Un capucin athlétique, presque autant que l’était Pierre, se présenta en effet à la cure. Il entra et s’enferma avec le curé, sourd à la foule qui s’accumulait à la porte du presbytère. On entendit une voix forte qui gueulait violemment et on ne sut rien de plus. A la nuit tombée, alors que les manifestations sonores recommençaient à ébranler terre et ciel, le capucin sortit, brandissant une croix de métal ouvragé comme s’il s’agissait d’une hache d’abordage. Il traversa le village au pas de charge et vint cogner à la porte de Pierre qui, voyant un frère de son capucin de beau-frère, lui ouvrit en grommelant. Ils demeurèrent un long moment à l’intérieur puis le capucin ressortit et fit en sens inverse et plus énergiquement encore le chemin du retour sans s’inquiéter le moins du monde des hurlements épouvantables du fameux sgnô qui s’époumonait en vain.

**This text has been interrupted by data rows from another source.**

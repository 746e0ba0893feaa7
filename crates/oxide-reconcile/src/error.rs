//! Error types for schema reconciliation.

use crate::dialect::admin::SpannerAdminError;

/// Errors that can occur while validating, diffing or applying a schema.
#[derive(Debug, thiserror::Error)]
pub enum SyncError {
    /// The desired schema is malformed. Raised before any I/O.
    #[error("Invalid desired schema: {0}")]
    Input(#[from] InputError),

    /// Reading the current schema failed.
    #[error("Failed to introspect current schema: {0}")]
    Introspection(#[from] IntrospectionError),

    /// Opening the DDL transaction or batch failed.
    #[error("Failed to begin DDL application: {0}")]
    Begin(#[source] DriverError),

    /// A generated statement failed to apply.
    #[error("Statement #{index} on table `{table}` failed: {source} (statement: {statement})")]
    Apply {
        /// Zero-based position of the failing statement in the plan.
        index: usize,
        /// Table the statement belongs to.
        table: String,
        /// The failing DDL text.
        statement: String,
        /// Driver-level cause.
        #[source]
        source: DriverError,
    },

    /// The desired schema uses a construct the target backend cannot express.
    #[error("{feature} is not supported by {dialect} ({})", location(.table, .column.as_deref()))]
    UnsupportedFeature {
        /// Dialect name.
        dialect: &'static str,
        /// Table the construct was declared on.
        table: String,
        /// Column the construct was declared on, if column-level.
        column: Option<String>,
        /// Human-readable description of the construct.
        feature: String,
    },

    /// IO error (reading a schema document).
    #[error("IO error: {0}")]
    Io(#[from] std::io::Error),

    /// Schema document could not be deserialized.
    #[error("Serialization error: {0}")]
    Serialization(#[from] serde_json::Error),
}

impl SyncError {
    /// Creates an unsupported-feature error.
    pub fn unsupported(
        dialect: &'static str,
        table: &str,
        column: Option<&str>,
        feature: impl Into<String>,
    ) -> Self {
        Self::UnsupportedFeature {
            dialect,
            table: table.to_string(),
            column: column.map(str::to_string),
            feature: feature.into(),
        }
    }
}

/// Malformed desired input.
#[derive(Debug, thiserror::Error)]
pub enum InputError {
    /// The source type spelling has no DDL representation in this dialect.
    #[error("{table}.{column}: cannot resolve type `{ty}`")]
    UnresolvedType {
        /// Table name.
        table: String,
        /// Column name.
        column: String,
        /// The offending type spelling.
        ty: String,
    },

    /// Two desired tables share a name.
    #[error("table `{table}` is declared more than once")]
    DuplicateTable {
        /// Table name.
        table: String,
    },

    /// Two fields of one table map to the same column.
    #[error("{table}.{column}: column is declared more than once")]
    DuplicateColumn {
        /// Table name.
        table: String,
        /// Column name.
        column: String,
    },

    /// A desired table has no fields.
    #[error("table `{table}` declares no columns")]
    EmptyTable {
        /// Table name.
        table: String,
    },

    /// Field options that cannot be combined.
    #[error("{table}.{column}: {reason}")]
    InvalidTag {
        /// Table name.
        table: String,
        /// Column name.
        column: String,
        /// What is wrong with the combination.
        reason: String,
    },
}

impl InputError {
    pub(crate) fn invalid_tag(table: &str, column: &str, reason: impl Into<String>) -> Self {
        Self::InvalidTag {
            table: table.to_string(),
            column: column.to_string(),
            reason: reason.into(),
        }
    }
}

/// Failure reading the live catalog.
#[derive(Debug, thiserror::Error)]
pub enum IntrospectionError {
    /// MySQL catalog query failed.
    #[error("Database error: {0}")]
    Database(#[from] sqlx::Error),

    /// Spanner catalog query failed.
    #[error("Spanner admin error: {0}")]
    Spanner(#[from] SpannerAdminError),

    /// A catalog row could not be interpreted.
    #[error("malformed catalog row for {table}.{column}: {reason}")]
    MalformedRow {
        /// Table name, or `?` when unknown.
        table: String,
        /// Column name, or `?` when unknown.
        column: String,
        /// What could not be read.
        reason: String,
    },
}

impl IntrospectionError {
    pub(crate) fn malformed(table: &str, column: &str, reason: impl Into<String>) -> Self {
        Self::MalformedRow {
            table: table.to_string(),
            column: column.to_string(),
            reason: reason.into(),
        }
    }
}

/// Driver-level failure while executing DDL.
#[derive(Debug, thiserror::Error)]
pub enum DriverError {
    /// MySQL driver error.
    #[error("Database error: {0}")]
    Sql(#[from] sqlx::Error),

    /// Spanner admin API error.
    #[error("Spanner admin error: {0}")]
    Spanner(#[from] SpannerAdminError),
}

impl DriverError {
    /// Number of statements of a batch that completed before the failure,
    /// when the backend reports it.
    #[must_use]
    pub fn completed_statements(&self) -> Option<usize> {
        match self {
            Self::Sql(_) => None,
            Self::Spanner(err) => err.completed_statements(),
        }
    }
}

fn location(table: &str, column: Option<&str>) -> String {
    match column {
        Some(column) => format!("column `{table}.{column}`"),
        None => format!("table `{table}`"),
    }
}

/// Result type for reconciliation operations.
pub type Result<T> = std::result::Result<T, SyncError>;
//! Cloud Spanner admin client seam.
//!
//! The reconciler needs two things from Spanner: a read-only SQL query
//! against `INFORMATION_SCHEMA`, and a DDL batch submission that waits for
//! its long-running operation. Callers plug their own client in behind
//! [`SpannerAdmin`].

use async_trait::async_trait;

/// Errors reported by a [`SpannerAdmin`] implementation.
#[derive(Debug, Clone, PartialEq, Eq, thiserror::Error)]
pub enum SpannerAdminError {
    /// The request could not be sent or was rejected.
    #[error("request failed: {0}")]
    Request(String),

    /// A DDL batch failed after `completed` statements were applied.
    #[error("DDL batch failed after {completed} statement(s): {message}")]
    Ddl {
        /// Statements of the batch that were applied before the failure.
        completed: usize,
        /// Error reported by the operation.
        message: String,
    },
}

impl SpannerAdminError {
    /// Statements of the batch that completed, when known.
    #[must_use]
    pub fn completed_statements(&self) -> Option<usize> {
        match self {
            Self::Request(_) => None,
            Self::Ddl { completed, .. } => Some(*completed),
        }
    }
}

/// Database admin operations used by the Spanner dialect.
///
/// Rows returned by [`execute_sql`](Self::execute_sql) use the REST/JSON
/// encoding: `INT64` values arrive as JSON strings, `BOOL` as JSON booleans
/// and `NULL` as JSON null.
#[async_trait]
pub trait SpannerAdmin: Send + Sync {
    /// Runs a read-only query and returns its rows.
    async fn execute_sql(&self, sql: &str) -> Result<Vec<Vec<serde_json::Value>>, SpannerAdminError>;

    /// Submits a DDL batch and waits for the operation to finish.
    async fn update_ddl(&self, statements: &[String]) -> Result<(), SpannerAdminError>;
}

Le lendemain matin se réunirent à la cure, le capucin un peu amorti par une nuit passée en prières, Pierre désormais amadoué, le curé, présence négligeable, et les deux héritiers de CL… convoqués impérativement à s’amener sans objection possible. Une heure plus tard, Pierre sortit le premier, serrant dans sa poche un certificat en bonne et due forme, rédigé par le capucin en personne, lui reconnaissant la propriété définitive du carré de trèfle des Iles d’Arve, signé d’une sorte de griffe de chat par les héritiers qui ne savaient pas écrire et des paraphes des témoins d’autant plus crédibles qu’ils étaient hommes d’église. Le capucin vint ensuite et s’adressant à la foule apeurée : « Ne recommencez jamais de pareilles âneries, au nom du ciel, parce que de l’autre côté çà se passe autrement que vous imaginez. Je le sais bien, moi j’y vais presque tous les jours ! » Et il bénit tout le paquet.

Quant au sgnô, il ne se manifesta plus. On sait seulement que désormais, Pierre ne cultiva jamais le carré des Iles d’Arve et qu’on y voyait parfois, certains soirs de pleine lune, une belle jument qui trottait souplement comme si elle ne touchait pas le sol et n’en dépassait jamais les limites. Je viens d’ailleurs de vendre ce carré à une société d’autoroutes qui cherche à agrandir son territoire du côté d’Arenthon.